Source parameter is a full path to the file to be transferred. During the transfer the file stays in place.

‘Destination Bucket’ parameter is an Amazon bucket name the file must be transferred to.

‘Destination Key’ parameter is a file name at the Amazon server. Destination Key may contain the path which is relative to the bucket. The path parts should be separated by slash character. So, the example above transfers local file D:\_Distributives\TortoiseSVN\tortoisesvn-1.6.15.21042-win32-svn-1.6.16.msi to the bucket ‘tomatindb’. The destination file should be placed into the folder ‘folder’ and named at server side as ‘tortoisesvn-1.6.15.21042-win32-svn-1.6.16.msi’.

‘Delete Transferred File On Success’ parameter tells to S3 Uploader to delete the source file in case of successful transfer.

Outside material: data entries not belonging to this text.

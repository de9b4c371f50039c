//! Multipart upload support
//!
//! Files larger than the configured part size are uploaded in parts. The part
//! size comes from [`s3sync_core::hash::part_size_for`] so the resulting ETag
//! can be reproduced locally when deciding whether to skip a file.

use std::io::SeekFrom;
use std::path::Path;

use aws_sdk_s3::primitives::ByteStream;
use aws_sdk_s3::types::{CompletedMultipartUpload, CompletedPart};
use bytes::Bytes;
use tokio::io::{AsyncReadExt, AsyncSeekExt};

use s3sync_core::hash::part_size_for;
use s3sync_core::{ByteProgress, Error, PutOptions, RemotePath, Result};

use crate::client::map_sdk_error;

/// Part layout for one file
#[derive(Debug, Clone, Copy, PartialEq, Eq)]
pub struct PartPlan {
    /// Part size in bytes
    pub part_size: u64,
    /// Number of parts
    pub parts: u64,
    /// Total file size
    pub total_size: u64,
}

impl PartPlan {
    /// Layout for a file of `total_size` bytes with the configured part size
    pub fn for_file(total_size: u64, configured_part_size: u64) -> Self {
        let part_size = part_size_for(total_size, configured_part_size);
        Self {
            part_size,
            parts: total_size.div_ceil(part_size).max(1),
            total_size,
        }
    }

    /// Byte range `[start, end)` of a 1-based part number
    pub fn byte_range(&self, part_number: u64) -> (u64, u64) {
        let start = (part_number - 1) * self.part_size;
        let end = (start + self.part_size).min(self.total_size);
        (start, end)
    }
}

/// Upload `source` in parts; returns the ETag of the completed object
pub(crate) async fn upload(
    client: &aws_sdk_s3::Client,
    path: &RemotePath,
    source: &Path,
    plan: PartPlan,
    options: &PutOptions,
    progress: &ByteProgress,
) -> Result<Option<String>> {
    let request = client
        .create_multipart_upload()
        .bucket(&path.bucket)
        .key(&path.key);
    let response = crate::apply_put_options!(request, options)
        .send()
        .await
        .map_err(|e| map_sdk_error(e, path))?;
    let upload_id = response
        .upload_id()
        .ok_or_else(|| Error::Network(format!("{path}: no upload id returned")))?
        .to_string();

    tracing::debug!(target = %path, parts = plan.parts, part_size = plan.part_size, "Multipart upload started");

    let mut pending = PendingUpload::new(client, path, &upload_id);
    match upload_parts(client, path, source, plan, &upload_id, progress).await {
        Ok(parts) => {
            let completed = CompletedMultipartUpload::builder()
                .set_parts(Some(parts))
                .build();
            let response = client
                .complete_multipart_upload()
                .bucket(&path.bucket)
                .key(&path.key)
                .upload_id(&upload_id)
                .multipart_upload(completed)
                .send()
                .await
                .map_err(|e| map_sdk_error(e, path))?;
            pending.disarm();
            Ok(response.e_tag().map(|e| e.trim_matches('"').to_string()))
        }
        Err(e) => {
            pending.abort().await;
            Err(e)
        }
    }
}

/// An upload id that must be aborted unless the upload completes
///
/// Dropping it while armed, for example when the attempt future is dropped
/// on a timeout or cancellation, spawns the abort on the current runtime.
struct PendingUpload {
    client: aws_sdk_s3::Client,
    bucket: String,
    key: String,
    upload_id: String,
    armed: bool,
}

impl PendingUpload {
    fn new(client: &aws_sdk_s3::Client, path: &RemotePath, upload_id: &str) -> Self {
        Self {
            client: client.clone(),
            bucket: path.bucket.clone(),
            key: path.key.clone(),
            upload_id: upload_id.to_string(),
            armed: true,
        }
    }

    fn disarm(&mut self) {
        self.armed = false;
    }

    async fn abort(&mut self) {
        self.armed = false;
        abort_upload(&self.client, &self.bucket, &self.key, &self.upload_id).await;
    }
}

impl Drop for PendingUpload {
    fn drop(&mut self) {
        if !self.armed {
            return;
        }
        let Ok(runtime) = tokio::runtime::Handle::try_current() else {
            tracing::warn!(bucket = %self.bucket, key = %self.key, upload_id = %self.upload_id, "Multipart upload left open");
            return;
        };
        let client = self.client.clone();
        let bucket = std::mem::take(&mut self.bucket);
        let key = std::mem::take(&mut self.key);
        let upload_id = std::mem::take(&mut self.upload_id);
        runtime.spawn(async move {
            abort_upload(&client, &bucket, &key, &upload_id).await;
        });
    }
}

async fn abort_upload(client: &aws_sdk_s3::Client, bucket: &str, key: &str, upload_id: &str) {
    let result = client
        .abort_multipart_upload()
        .bucket(bucket)
        .key(key)
        .upload_id(upload_id)
        .send()
        .await;
    match result {
        Ok(_) => tracing::debug!(bucket, key, "Multipart upload aborted"),
        Err(e) => tracing::warn!(bucket, key, error = %e, "Failed to abort multipart upload"),
    }
}

async fn upload_parts(
    client: &aws_sdk_s3::Client,
    path: &RemotePath,
    source: &Path,
    plan: PartPlan,
    upload_id: &str,
    progress: &ByteProgress,
) -> Result<Vec<CompletedPart>> {
    let mut file = tokio::fs::File::open(source)
        .await
        .map_err(|e| Error::local_read(source, e))?;
    let mut parts = Vec::with_capacity(plan.parts as usize);

    for part_number in 1..=plan.parts {
        let data = read_part(&mut file, plan, part_number)
            .await
            .map_err(|e| Error::local_read(source, e))?;
        let len = data.len() as u64;

        let response = client
            .upload_part()
            .bucket(&path.bucket)
            .key(&path.key)
            .upload_id(upload_id)
            .part_number(part_number as i32)
            .body(ByteStream::from(data))
            .send()
            .await
            .map_err(|e| map_sdk_error(e, path))?;

        progress.advance(len);
        parts.push(
            CompletedPart::builder()
                .part_number(part_number as i32)
                .set_e_tag(response.e_tag().map(str::to_string))
                .build(),
        );
    }

    Ok(parts)
}

async fn read_part(
    file: &mut tokio::fs::File,
    plan: PartPlan,
    part_number: u64,
) -> std::io::Result<Bytes> {
    let (start, end) = plan.byte_range(part_number);
    let mut buf = vec![0u8; (end - start) as usize];
    file.seek(SeekFrom::Start(start)).await?;
    file.read_exact(&mut buf).await?;
    Ok(Bytes::from(buf))
}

Use with care: the source file will be deleted!

Usage

To start usage you need to:
    • create appropriate folder structure – see Folder Structure section
     
    • change config file – see Installation section
     
    • start S3 Uploader.exe
     
    • put the files to be transferred into Queue folder.
When the transfer succeeds the S3 Uploader moves the TDF to Complete folder. You may analyze it to make your settings more accurate. When the transfer fails the S3 Uploader moves the TDF to the Failed folder. You should check the TDF file for which transfer failed and decide what to do. Perhaps your internet connection is poor and you need to increase MaxFileRetries value, or MaxPartRetries value, or both. If your computer is very busy you may try to make the ThreadsAtOnce value smaller. We do not recommend making smaller PartSizeBytes value. If the transfer failed and you decide to repeat a transfer, just copy or move the TDF from the Failed folder into the Queue folder. The transfer will again be started. What happens when the S3 Upload execution fails? Causes include: your PC was turned off, or the S3 Uploader process was killed, or the S3 Uploader itself failed. If it is happens, please notify us and send the TDF file with which execution failed. In all cases if the transfer was interrupted, simple restart S3 Uploader again. It knows that the TDFs in the ‘In Progress’ folder should be resumed.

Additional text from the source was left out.